▸ **Given entries**
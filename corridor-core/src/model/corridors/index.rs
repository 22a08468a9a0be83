//! Spatial index over corridor display geometry

use geo::{Point, Rect};
use itertools::Itertools;
use rstar::{
    AABB, RTree,
    primitives::{GeomWithData, Line},
};

use super::CorridorNetwork;
use crate::EntityId;

type IndexedSegment = GeomWithData<Line<[f64; 2]>, EntityId>;

/// R-tree of corridor geometry segments, for bbox and nearest-corridor lookups.
///
/// Built from a network snapshot; rebuild after pruning.
#[derive(Debug)]
pub struct CorridorIndex {
    tree: RTree<IndexedSegment>,
}

impl CorridorIndex {
    pub fn new(network: &CorridorNetwork) -> Self {
        let segments: Vec<IndexedSegment> = network
            .corridors
            .values()
            .flat_map(|corridor| {
                corridor.geometry.lines().map(|line| {
                    GeomWithData::new(
                        Line::new([line.start.x, line.start.y], [line.end.x, line.end.y]),
                        corridor.id.clone(),
                    )
                })
            })
            .collect();

        Self {
            tree: RTree::bulk_load(segments),
        }
    }

    /// Ids of corridors with a segment intersecting `bbox`, sorted
    pub fn corridors_in_bbox(&self, bbox: Rect<f64>) -> Vec<&EntityId> {
        let envelope =
            AABB::from_corners([bbox.min().x, bbox.min().y], [bbox.max().x, bbox.max().y]);
        self.tree
            .locate_in_envelope_intersecting(&envelope)
            .map(|segment| &segment.data)
            .sorted()
            .dedup()
            .collect()
    }

    /// Corridor whose geometry passes closest to `point` (planar lon/lat distance)
    pub fn nearest_corridor(&self, point: Point<f64>) -> Option<&EntityId> {
        self.tree
            .nearest_neighbor(&[point.x(), point.y()])
            .map(|segment| &segment.data)
    }

    pub fn segment_count(&self) -> usize {
        self.tree.size()
    }

    pub fn is_empty(&self) -> bool {
        self.tree.size() == 0
    }
}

▸ **Task to complete**
Transcribe all of the entries without altering anything.

▸ **Response to the task**
filename corridor-core/src/model/corridors/index.rs
repository 22a08468a9a0be83
//! Spatial index over corridor display geometry

use geo::{Point, Rect};
use itertools::Itertools;
use rstar::{
    AABB, RTree,
    primitives::{GeomWithData, Line},
};

use super::CorridorNetwork;
use crate::EntityId;

type IndexedSegment = GeomWithData<Line<[f64; 2]>, EntityId>;

/// R-tree of corridor geometry segments, for bbox and nearest-corridor lookups.
///
/// Built from a network snapshot; rebuild after pruning.
#[derive(Debug)]
pub struct CorridorIndex {
    tree: RTree<IndexedSegment>,
}

impl CorridorIndex {
    pub fn new(network: &CorridorNetwork) -> Self {
        let segments: Vec<IndexedSegment> = network
            .corridors
            .values()
            .flat_map(|corridor| {
                corridor.geometry.lines().map(|line| {
                    GeomWithData::new(
                        Line::new([line.start.x, line.start.y], [line.end.x, line.end.y]),
                        corridor.id.clone(),
                    )
                })
            })
            .collect();

        Self {
            tree: RTree::bulk_load(segments),
        }
    }

    /// Ids of corridors with a segment intersecting `bbox`, sorted
    pub fn corridors_in_bbox(&self, bbox: Rect<f64>) -> Vec<&EntityId> {
        let envelope =
            AABB::from_corners([bbox.min().x, bbox.min().y], [bbox.max().x, bbox.max().y]);
        self.tree
            .locate_in_envelope_intersecting(&envelope)
            .map(|segment| &segment.data)
            .sorted()
            .dedup()
            .collect()
    }

    /// Corridor whose geometry passes closest to `point` (planar lon/lat distance)
    pub fn nearest_corridor(&self, point: Point<f64>) -> Option<&EntityId> {
        self.tree
            .nearest_neighbor(&[point.x(), point.y()])
            .map(|segment| &segment.data)
    }

    pub fn segment_count(&self) -> usize {
        self.tree.size()
    }

    pub fn is_empty(&self) -> bool {
        self.tree.size() == 0
    }
}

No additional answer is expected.